A team prepares a weight to go over the stern of R/V Thomas G. Thompson to test repairs to the winch.
There is a saying in oceanography, “Don’t put anything in the water you can’t afford to lose.” The day someone first decided to study the ocean was the day he or she first lost an instrument in it. The day after—once that poor soul had fixed what went wrong the first time—was the day ocean science truly began.
To understand and accept that risk, to have the ship, the equipment, and the people all in place and ready and yet to be denied the opportunity to try is harsh. But it’s not uncommon, because a last-minute addition to every ship’s manifest is Murphy, and his law can trump the command of even the best captain.

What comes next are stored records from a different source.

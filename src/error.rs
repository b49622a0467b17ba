use thiserror::Error;

pub type Result<T> = std::result::Result<T, Error>;

#[derive(Debug, Error)]
pub enum Error {
    #[error("invalid request: {0}")]
    InvalidRequest(String),

    #[error("month {0} is outside 1..=12")]
    MonthOutOfRange(u32),

    #[error("target months must not be empty")]
    EmptyTargetMonths,

    #[error("target months {0:?} are not consecutive")]
    NonConsecutiveMonths(Vec<u32>),

    #[error("no CDS API credentials: set CDSAPI_URL/CDSAPI_KEY or create {0}")]
    MissingCredentials(String),

    #[error("job {job_id} failed: {message}")]
    JobFailed { job_id: String, message: String },

    #[error("job {0} did not finish in time")]
    JobTimeout(String),

    #[error("unexpected response: {0}")]
    UnexpectedResponse(String),

    #[error("http error: {0}")]
    Http(#[from] reqwest::Error),

    #[error("io error: {0}")]
    Io(#[from] std::io::Error),

    #[error("json error: {0}")]
    Json(#[from] serde_json::Error),

    #[error("url parse error: {0}")]
    Url(#[from] url::ParseError),

    #[error("config error: {0}")]
    Config(#[from] config::ConfigError),
}
#![forbid(unsafe_code)]

//! Fetch SEAS5 seasonal hindcasts and ERA5 monthly means from the Copernicus
//! Climate Data Store for a chosen set of target months.
//!
//! For target months such as June-August, the forecasts that cover them were
//! started in May, April and March. Each of those runs is requested with the
//! lead times that land on the target months (`leadtime_month` 2-4, 3-5 and
//! 4-6), one NetCDF file per year and initialization month. Files already on
//! disk are left alone, so an interrupted run can simply be restarted.
//!
//! **Quick start**
//! ```no_run
//! use cdsretrieve::{Area, Client, Seas5Options, TargetMonths, YearRange, retrieve_seas5};
//!
//! // Credentials come from CDSAPI_URL/CDSAPI_KEY or ~/.cdsapirc.
//! let client = Client::from_env()?;
//!
//! let mut opts = Seas5Options::new(
//!     vec!["2m_temperature".to_string()],
//!     TargetMonths::Consecutive(vec![6, 7, 8]),
//!     Area::from([70.0, -11.0, 30.0, 120.0]),
//!     "data/seas5",
//! );
//! opts.years = YearRange::new(1993, 2016)?;
//!
//! let summary = retrieve_seas5(&client, &opts)?;
//! println!("{} downloaded, {} already present", summary.requested, summary.skipped);
//! # Ok::<(), cdsretrieve::Error>(())
//! ```
//!
//! **Inspecting the schedule**
//! ```
//! use cdsretrieve::{InitSchedule, TargetMonths};
//!
//! let schedule = InitSchedule::new(&TargetMonths::Single(2), 6)?;
//! assert_eq!(schedule.init_months(), vec![1, 12, 11, 10, 9]);
//! assert!(schedule.crosses_year());
//! # Ok::<(), cdsretrieve::Error>(())
//! ```
//!
//! Notes:
//! - Data use is governed by the Copernicus licence accepted for each dataset
//!   on the CDS website; requests fail until it has been accepted.
//! - Large requests may sit in the CDS queue for a long time; set a client
//!   timeout if waiting indefinitely is not acceptable.

mod calendar;
mod client;
pub mod config;
mod error;
mod request;
mod retrieve;
mod sources;

pub use crate::calendar::{
    DEFAULT_MAX_LEAD_TIME, InitSchedule, Lookback, TargetMonths, YearInitPair, YearRange,
};
pub use crate::client::{Asset, Client, ClientOptions, JobState, JobStatus, RcFile, Retriever, rc_path};
pub use crate::error::{Error, Result};
pub use crate::request::{Request, RequestValue};
pub use crate::retrieve::{
    Area, Era5Options, PlannedRequest, Seas5Options, Summary, era5_path, era5_request, plan_seas5,
    retrieve_era5, retrieve_seas5, seas5_path, seas5_request,
};
pub use crate::sources::{ERA5_DATASET, SEAS5_DATASET};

Three nights ago, Nereus and the vehicle’s depressor went over the side without a hitch, and the extra deckhands and late watch-standers drifted off to get some sleep. Moments later, with the vehicle at less than 200 meters beneath the surface, an alarm sounded on the winch control in Mission Control. A quick radio call to the spotter on deck told us that the level arm, which keeps the cable properly aligned with the winch drum, was not moving.
The Nereus team stopped the winch, but the vehicle and depressor continued down under the pull of the vehicle’s descent weights. When both reached the limit of the cable that had already been paid out, they began to jerk and bounce in the water as we rose and fell on the waves. After a few minutes, Nereus’ float pack separated from the main body of the depressor, as it is designed to do, and Nereus continued down. Somewhere along the way, the optical fiber in the float pack separated.
When Nereus sensed that its link to Mission Control had been severed, it began a countdown to release the descent weights and return to the surface. The delay is programmed in so that we can move the ship to a safe distance. One hour later, we caught sight of the vehicle’s strobe light across a moonlit ocean and began the recovery process.
Nereus always looks impressive coming out of the water. It exudes a sense of refined purpose. But that night it had been robbed of its purpose and it settled into its cradle like a racehorse taken for a leisurely trot halfway around the track and then stabled. Later in the night, the wind picked up and for the next two days we were idled while a storm spun far to the west of us.
The key is to limit the damage Murphy can do by anticipating his every move and keep him confined as much as possible. That’s why we check and double-check lines and fittings. We run through pre- and post-dive checklists. We constantly look around us and above us.
But some things escape even the most watchful eye, and no one would leave the dock if they had an infinite to-do list and unlimited time. At some point you have to trust that as much has been checked off that can be and lift your lines. You take the leap of faith, you think Murphy’s safely behind you, then you turn a corner, and there he is.
The good thing about being on many expeditions like this is that it is invariably staffed with people who can disassemble, reassemble, fashion, modify, or improve just about anything. It’s a necessity out here, where a round-trip to the hardware store is measured in days or weeks. The autonomous underwater vehicle Sentry once flooded while deployed and caught fire, destroying most of its internal electronics. Engineers took it apart, cleaned up what they could and used spare parts on board to rebuild it. At sea. In four days.
So Murphy made an appearance and enacted his law on this trip. Fine. Now he can watch while we put things right and get back in the water.